Ideally the cone of lower pressure water will collapse just before the props. This gives the prop blades something to push against and limits cavitation at the props and rudder. Cavitation will lead to reduced efficiency of props, sluggish steering, and excessive wear of hull and drive components.
Size – Vessels under 49 feet (15 m) do not have enough wetted area to take advantage of a bulbous bow. The amount of drag on a hull is related to its wetted area. The structure of the bulb also increases drag and at a certain point the benefits shrink to zero. Conversely, larger ships with a high proportion of waterline to frontal area use the bulbous bow most effectively.

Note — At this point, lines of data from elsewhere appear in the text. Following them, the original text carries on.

//! Helper harness for spinning up an application backed by a throwaway
//! SQLite database, plus seeding helpers for identity and catalog rows.
#![allow(dead_code)]

use axum::{body::Body, http::Request, response::Response, Router};
use chrono::Utc;
use duka_api::{
    auth::{issue_token, Claims, Role},
    config::AppConfig,
    db::{self, DbConfig, DbPool},
    entities::{product, stock_threshold, store, supplier, user},
    events::{process_events, EventSender},
    handlers::AppServices,
    AppState,
};
use sea_orm::{ActiveModelTrait, Set};
use serde_json::Value;
use std::str::FromStr;
use std::sync::Arc;
use tokio::sync::mpsc;
use tower::ServiceExt;

const TEST_JWT_SECRET: &str = "test_secret_key_for_testing_purposes_only_32chars";

pub struct TestApp {
    pub db: Arc<DbPool>,
    pub config: AppConfig,
    pub state: AppState,
    pub router: Router,
    db_file: std::path::PathBuf,
}

impl TestApp {
    /// Creates a fresh database file, runs migrations and wires the full
    /// router the way `main` does.
    pub async fn spawn() -> Self {
        let db_file =
            std::env::temp_dir().join(format!("duka_test_{}.db", uuid::Uuid::new_v4().simple()));
        let _ = std::fs::remove_file(&db_file);

        let mut config = AppConfig::new(
            format!("sqlite://{}?mode=rwc", db_file.display()),
            TEST_JWT_SECRET.to_string(),
            3600,
            "127.0.0.1".to_string(),
            0,
            "test".to_string(),
        );
        config.db_max_connections = 1;
        config.db_min_connections = 1;

        let db_config = DbConfig {
            url: config.database_url.clone(),
            max_connections: 1,
            min_connections: 1,
            ..Default::default()
        };
        let pool = db::establish_connection_with_config(&db_config)
            .await
            .expect("failed to connect to test database");
        db::run_migrations(&pool)
            .await
            .expect("failed to run migrations");
        let db = Arc::new(pool);

        let (tx, rx) = mpsc::channel(256);
        let event_sender = EventSender::new(tx);
        tokio::spawn(process_events(rx));

        let services = AppServices::new(db.clone(), &config, event_sender.clone());
        let state = AppState {
            db: db.clone(),
            config: config.clone(),
            event_sender,
            services,
        };
        let router = duka_api::app_router(state.clone());

        Self {
            db,
            config,
            state,
            router,
            db_file,
        }
    }

    /// Mints a bearer token for a previously seeded user.
    pub fn token_for(&self, user: &user::Model) -> String {
        let role = Role::from_str(&user.role).expect("seeded user has a valid role");
        let merchant_id = match role {
            Role::Superuser => Some(user.id),
            _ => None,
        };
        let claims = Claims::new(user.id, role, user.store_id, merchant_id, 3600);
        issue_token(&claims, &self.config.jwt_secret).expect("failed to issue test token")
    }

    pub async fn request(
        &self,
        method: &str,
        uri: &str,
        body: Option<Value>,
        token: Option<&str>,
    ) -> Response {
        let mut builder = Request::builder().method(method).uri(uri);
        if let Some(token) = token {
            builder = builder.header("Authorization", format!("Bearer {}", token));
        }
        let request = match body {
            Some(json) => builder
                .header("Content-Type", "application/json")
                .body(Body::from(json.to_string()))
                .expect("failed to build request"),
            None => builder.body(Body::empty()).expect("failed to build request"),
        };
        self.router
            .clone()
            .oneshot(request)
            .await
            .expect("request failed")
    }
}

impl Drop for TestApp {
    fn drop(&mut self) {
        let _ = std::fs::remove_file(&self.db_file);
    }
}

/// Reads a response body as JSON.
pub async fn body_json(response: Response) -> Value {
    let bytes = http_body_util::BodyExt::collect(response.into_body())
        .await
        .expect("failed to read response body")
        .to_bytes();
    serde_json::from_slice(&bytes).expect("response body is not valid JSON")
}

fn unique_email(prefix: &str) -> String {
    format!("{}_{}@example.com", prefix, uuid::Uuid::new_v4().simple())
}

pub async fn seed_user(
    db: &DbPool,
    name: &str,
    role: &str,
    store_id: Option<i64>,
    is_active: bool,
) -> user::Model {
    let now = Utc::now();
    user::ActiveModel {
        name: Set(name.to_string()),
        email: Set(unique_email(role)),
        password_hash: Set("not-a-real-hash".to_string()),
        role: Set(role.to_string()),
        store_id: Set(store_id),
        is_active: Set(is_active),
        created_at: Set(now),
        updated_at: Set(now),
        ..Default::default()
    }
    .insert(db)
    .await
    .expect("failed to seed user")
}

pub async fn seed_store(db: &DbPool, name: &str, merchant_id: i64) -> store::Model {
    let now = Utc::now();
    store::ActiveModel {
        name: Set(name.to_string()),
        location: Set(Some("Nairobi".to_string())),
        merchant_id: Set(merchant_id),
        created_at: Set(now),
        updated_at: Set(now),
        ..Default::default()
    }
    .insert(db)
    .await
    .expect("failed to seed store")
}

/// Seeds a product, with an optional product-wide threshold row.
pub async fn seed_product(
    db: &DbPool,
    name: &str,
    default_threshold: Option<i32>,
) -> product::Model {
    let now = Utc::now();
    let product = product::ActiveModel {
        name: Set(name.to_string()),
        sku: Set(format!("SKU-{}", uuid::Uuid::new_v4().simple())),
        category: Set(Some("groceries".to_string())),
        unit: Set(Some("piece".to_string())),
        created_at: Set(now),
        updated_at: Set(now),
        ..Default::default()
    }
    .insert(db)
    .await
    .expect("failed to seed product");

    if let Some(minimum) = default_threshold {
        stock_threshold::ActiveModel {
            product_id: Set(product.id),
            store_id: Set(None),
            minimum_quantity: Set(minimum),
            created_at: Set(now),
            updated_at: Set(now),
            ..Default::default()
        }
        .insert(db)
        .await
        .expect("failed to seed product threshold");
    }
    product
}

pub async fn seed_supplier(db: &DbPool, name: &str) -> supplier::Model {
    let now = Utc::now();
    supplier::ActiveModel {
        name: Set(name.to_string()),
        contact_email: Set(Some(unique_email("supplier"))),
        phone: Set(None),
        created_at: Set(now),
        updated_at: Set(now),
        ..Default::default()
    }
    .insert(db)
    .await
    .expect("failed to seed supplier")
}

/// The usual cast: a merchant, their store, an admin and a clerk in it,
/// and one product with no product-level threshold.
pub struct Scenario {
    pub merchant: user::Model,
    pub store: store::Model,
    pub admin: user::Model,
    pub clerk: user::Model,
    pub product: product::Model,
}

pub async fn seed_scenario(db: &DbPool) -> Scenario {
    let merchant = seed_user(db, "Wanjiku", "superuser", None, true).await;
    let store = seed_store(db, "Duka Moja", merchant.id).await;
    let admin = seed_user(db, "Atieno", "admin", Some(store.id), true).await;
    let clerk = seed_user(db, "Kamau", "clerk", Some(store.id), true).await;
    let product = seed_product(db, "Maize Flour 2kg", None).await;
    Scenario {
        merchant,
        store,
        admin,
        clerk,
        product,
    }
}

Bad Conditions for Bulbous Bows
Rough Seas – While a traditional hull rises with the wave, a hull with a bulbous bow can dig in even if it is designed to lift the bow under normal conditions. The issue of trim is one of the most deeply dividing aspects of bow design among naval architects. There is also a huge psychological aspect among crews who perceive this bow design as dangerous in storms. There is some truth that these bows dig into wave faces but there is little proof that it is more dangerous than traditional designs.
Ice – Some ice breaking ships do have a special shape of bulbous bow that is heavily reinforced. Most bulbous bows are prone to damage since they are the first point of contact with an obstacle.
In addition to ice, large debris and fixed objects like dock faces can damage these extended underwater bows.